Another example in the political field is support for the death penalty. Researchers consistently find more support for the death penalty when the question is phrased “Do you support the death penalty?” than when the question is phrased “Do you support the death penalty, life in prison without the possibility of parole, both or neither?” Logically, support for the death penalty shouldn’t depend on whether the researcher mentions life in prison without parole, but reminding people of this alternative does affect the answers given.

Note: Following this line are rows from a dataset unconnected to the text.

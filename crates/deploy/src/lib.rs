//! bridgewire-deploy - Setup engine for multi-chain token bridge deployments.
//!
//! This crate classifies an L1/L2 chain pair into a messaging family, derives
//! the family-specific arguments needed to wire a bridge to that family's
//! canonical messenger, and runs the resumable L1 and L2 setup sequences.

pub mod address_book;
pub mod chain;
pub mod client;
pub mod config;
pub mod contracts;
mod error;
mod fingerprint;
pub mod networks;
pub mod orchestrator;
pub mod params;
mod rpc;
pub mod store;

pub use address_book::{AddressBook, CanonicalAddressSet, PolygonAddresses, XDaiAddresses};
pub use chain::{ChainFamily, ChainId, ChainRegistry, ChainSets, L1Network, L2Family};
pub use client::{
    ChainClient, ChainClients, ClientRole, PendingTx, RpcChainClient, RpcClientConfig, SignerRole,
    TxReceipt, TxRequest,
};
pub use config::{
    CONFIG_FILENAME, DEFAULT_STATE_FILENAME, DeployConfig, OrchestratorConfig, ProtocolConfig,
};
pub use contracts::{AdminMessage, ArtifactFactory, ContractFactory, ContractKind};
pub use error::DeployError;
pub use fingerprint::SetupFingerprint;
pub use networks::{L2NetworkData, NetworkCatalog, PlanRequest, TokenData};
pub use orchestrator::{
    L2SetupOutcome, L2SetupPlan, Orchestrator, SetupOutcome, SetupPlan, wrapper_deploy_data,
};
pub use params::{
    DeploymentParameters, L2BridgeArgs, L2BridgeRequest, MessengerDefaults, Param,
    ParameterResolver, WrapperArgs, WrapperRequest,
};
pub use store::{ConfigStore, JsonFileStore, MemoryStore, Milestone, SetupState};
//! Protocol constants from IEEE 1722-2016 Annex B.

use crate::MacAddr;

/// Destination MAC carried by every MAAP PDU.
pub const MAAP_DEST_MAC: MacAddr = MacAddr([0x91, 0xE0, 0xF0, 0x00, 0xFF, 0x00]);

/// AVTP ethertype.
pub const AVTP_ETHERTYPE: u16 = 0x22F0;

/// AVTP subtype identifying a MAAP PDU.
pub const MAAP_SUBTYPE: u8 = 0xFE;

/// Size of a MAAP PDU on the wire, layer-2 headers included.
pub const MAAP_FRAME_LEN: usize = 42;

/// Value of the maap_data_length field for the fixed-size PDU body.
pub const MAAP_DATA_LENGTH: u16 = 16;

/// First address of the dynamic allocation pool.
pub const DYNAMIC_POOL_BASE: MacAddr = MacAddr([0x91, 0xE0, 0xF0, 0x00, 0x00, 0x00]);

/// Addresses in the dynamic allocation pool: `91:E0:F0:00:00:00` through
/// `91:E0:F0:00:FD:FF`.
pub const DYNAMIC_POOL_SIZE: u32 = 0xFE00;

/// Probes remaining after the initial one before a claim is considered won.
pub const MAAP_PROBE_RETRANSMITS: u8 = 3;

/// Base delay between probes, milliseconds.
pub const MAAP_PROBE_INTERVAL_BASE: u32 = 500;

/// Uniform jitter added to the probe delay, milliseconds.
pub const MAAP_PROBE_INTERVAL_VARIATION: u32 = 100;

/// Base delay between announcements of a held claim, milliseconds.
pub const MAAP_ANNOUNCE_INTERVAL_BASE: u32 = 30_000;

/// Uniform jitter added to the announce delay, milliseconds.
pub const MAAP_ANNOUNCE_INTERVAL_VARIATION: u32 = 2_000;

/// Random placements tried before a reservation reports no free range.
pub const FIND_FREE_TRIES: u32 = 100;

/// Upper bound on reservations tracked by one engine. Annex B workloads are
/// a handful of claims per talker; the bound exists to keep the engine
/// allocation-free.
pub const MAX_RANGES: usize = 16;

/// Depth of the pending-notification queue.
pub const NOTIFY_DEPTH: usize = 32;
//! Bookkeeping of claimed blocks within the allocation pool.
//!
//! The set holds every block this engine is probing or defending, ordered
//! by start address. Peers' claims are never stored; the engine arbitrates
//! those per packet.

use crate::parameters::{FIND_FREE_TRIES, MAX_RANGES};
use crate::{AddrRange, MacAddr, RangeId};
use heapless::Vec;
use rand_core::RngCore;

/// One stored claim: the block plus the reservation that owns it.
#[cfg_attr(feature = "defmt", derive(defmt::Format))]
#[derive(Debug, Clone, Copy, PartialEq, Eq)]
pub struct Interval {
    pub range: AddrRange,
    pub owner: RangeId,
}

#[cfg_attr(feature = "defmt", derive(defmt::Format))]
#[derive(Debug, Clone, Copy, PartialEq, Eq)]
pub enum InsertError {
    /// The new block shares addresses with a stored one.
    Overlap { with: RangeId },
    /// Claim table at capacity.
    Full,
}

/// Set of claimed blocks ordered by start address.
///
/// Stored blocks are pairwise disjoint (`insert` rejects overlap), which
/// also makes them sorted by last address.
#[derive(Debug, Default)]
pub struct IntervalSet {
    entries: Vec<Interval, MAX_RANGES>,
}

impl IntervalSet {
    pub const fn new() -> Self {
        Self {
            entries: Vec::new(),
        }
    }

    pub fn len(&self) -> usize {
        self.entries.len()
    }

    pub fn is_empty(&self) -> bool {
        self.entries.is_empty()
    }

    pub fn iter(&self) -> impl Iterator<Item = &Interval> {
        self.entries.iter()
    }

    pub fn clear(&mut self) {
        self.entries.clear();
    }

    /// Iterate stored blocks sharing at least one address with `range`.
    /// Empty query blocks overlap nothing.
    pub fn overlapping<'a>(&'a self, range: &AddrRange) -> impl Iterator<Item = &'a Interval> {
        let query = *range;
        self.entries
            .iter()
            .take_while(move |e| query.last().map_or(false, |last| e.range.first() <= last))
            .filter(move |e| e.range.overlaps(&query))
    }

    /// Does any stored block intersect `range`?
    pub fn overlaps(&self, range: &AddrRange) -> bool {
        self.overlapping(range).next().is_some()
    }

    /// Store a claim. Overlap with any stored claim is rejected; local
    /// claims must stay disjoint.
    pub fn insert(&mut self, iv: Interval) -> Result<(), InsertError> {
        if let Some(hit) = self.overlapping(&iv.range).next() {
            return Err(InsertError::Overlap { with: hit.owner });
        }
        let at = self
            .entries
            .partition_point(|e| e.range.first() <= iv.range.first());
        self.entries.insert(at, iv).map_err(|_| InsertError::Full)
    }

    /// Drop the claim owned by `owner`, returning it if present.
    pub fn remove(&mut self, owner: RangeId) -> Option<Interval> {
        let at = self.entries.iter().position(|e| e.owner == owner)?;
        Some(self.entries.remove(at))
    }

    /// Pick a free block of `length` addresses inside the pool at random.
    ///
    /// Draws a uniform start offset and rejects it on overlap, up to
    /// [`FIND_FREE_TRIES`] draws.
    pub fn find_free<R: RngCore>(
        &self,
        pool_base: u64,
        pool_len: u32,
        length: u16,
        rng: &mut R,
    ) -> Option<AddrRange> {
        if length == 0 || u32::from(length) > pool_len {
            return None;
        }
        let positions = pool_len - u32::from(length) + 1;
        for _ in 0..FIND_FREE_TRIES {
            let offset = rng.next_u32() % positions;
            let candidate = AddrRange {
                start: MacAddr::from_u64(pool_base + u64::from(offset)),
                count: length,
            };
            if !self.overlaps(&candidate) {
                return Some(candidate);
            }
        }
        None
    }
}
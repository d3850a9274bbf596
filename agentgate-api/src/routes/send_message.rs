/// Blocking message submission endpoint
///
/// Submits a message to a tenant's agent and blocks until the resulting
/// task execution reaches its terminal state, then returns the final
/// task snapshot with full history and artifacts.
///
/// # Endpoint
///
/// `POST /:tenant_id/message/send`
///
/// # Example Request
///
/// ```json
/// {
///   "message": {
///     "role": "user",
///     "parts": [{"kind": "text", "text": "hi"}]
///   },
///   "timeout_s": 120
/// }
/// ```
///
/// Pass `task_id` to resume a parked (input-required) task, and
/// `context_id` to group a fresh task with earlier ones.
///
/// # Errors
///
/// - 400 Bad Request: Empty message, or task already terminal
/// - 404 Not Found: Unknown tenant or task
/// - 409 Conflict: Task already has a live execution
/// - 422 Unprocessable Entity: Validation errors

use crate::app::AppState;
use crate::error::ApiError;
use crate::handler::{self, Submission};
use crate::routes::api_key;
use agentgate_core::models::content::Message;
use agentgate_core::models::task::Task;
use axum::{
    extract::{Path, State},
    http::HeaderMap,
    Json,
};
use serde::Deserialize;
use std::time::Duration;
use uuid::Uuid;
use validator::Validate;

/// Message submission request
#[derive(Debug, Clone, Deserialize, Validate)]
pub struct SendMessageRequest {
    /// The caller's message
    pub message: Message,

    /// Existing task to resume
    #[serde(default, rename = "taskId")]
    pub task_id: Option<Uuid>,

    /// Context to attach a fresh task to
    #[serde(default, rename = "contextId")]
    pub context_id: Option<Uuid>,

    /// Optional execution deadline in seconds (default: tenant setting)
    #[validate(range(min = 1, max = 86400))] // Max 24 hours
    pub timeout_s: Option<u64>,
}

impl SendMessageRequest {
    pub(crate) fn into_submission(self) -> Submission {
        Submission {
            message: self.message,
            task_id: self.task_id,
            context_id: self.context_id,
            timeout: self.timeout_s.map(Duration::from_secs),
        }
    }
}

/// Blocking message submission handler
pub async fn send_message(
    State(state): State<AppState>,
    Path(tenant_id): Path<String>,
    headers: HeaderMap,
    Json(request): Json<SendMessageRequest>,
) -> Result<Json<Task>, ApiError> {
    request.validate()?;
    let mount = state.registry.resolve(&tenant_id)?;

    tracing::info!(
        tenant_id = %tenant_id,
        task_id = ?request.task_id,
        "Message submitted (blocking)"
    );

    let (task, consumer) =
        handler::submit_task(mount.clone(), request.into_submission(), api_key(&headers)).await?;

    // Drain the event queue to its terminal event, then return the
    // stored snapshot it produced
    consumer.collect_events().await;
    let task = mount.store().get(task.id).await?;
    Ok(Json(task))
}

Another difference in the responses you will get is how you ask a question that lets people pick more than one answer. For example, “Which of the following magazines do you read?” You will get more people saying they read the magazines mentioned if you ask them for each magazine “Do you magazine X?” than when you ask “Which of the following magazines do you read?” This is especially true of online or paper surveys. Your survey software should give you the choice. In this case, what you should do is not completely clear. While you would get more responses asking the series of yes or no questions then you would asking people to pick items from a list, it’s not completely clear of which is more accurate. People who do research on research have looked at both methods and their conclusions differ. It probably depends on the particular items you are asking about.
While sometimes researchers may try to get the answer they want by wording questions in a particular way, it is probably much more common for people who are less experienced at creating surveys to do so unconsciously. A poorly worded question will likely give you unreliable results. The proliferation of limited, but easy-to-use survey software has encouraged people who don’t know how to write questions to get opinions. Writing good questions is a skill, like many other job skills. People without training often do it poorly.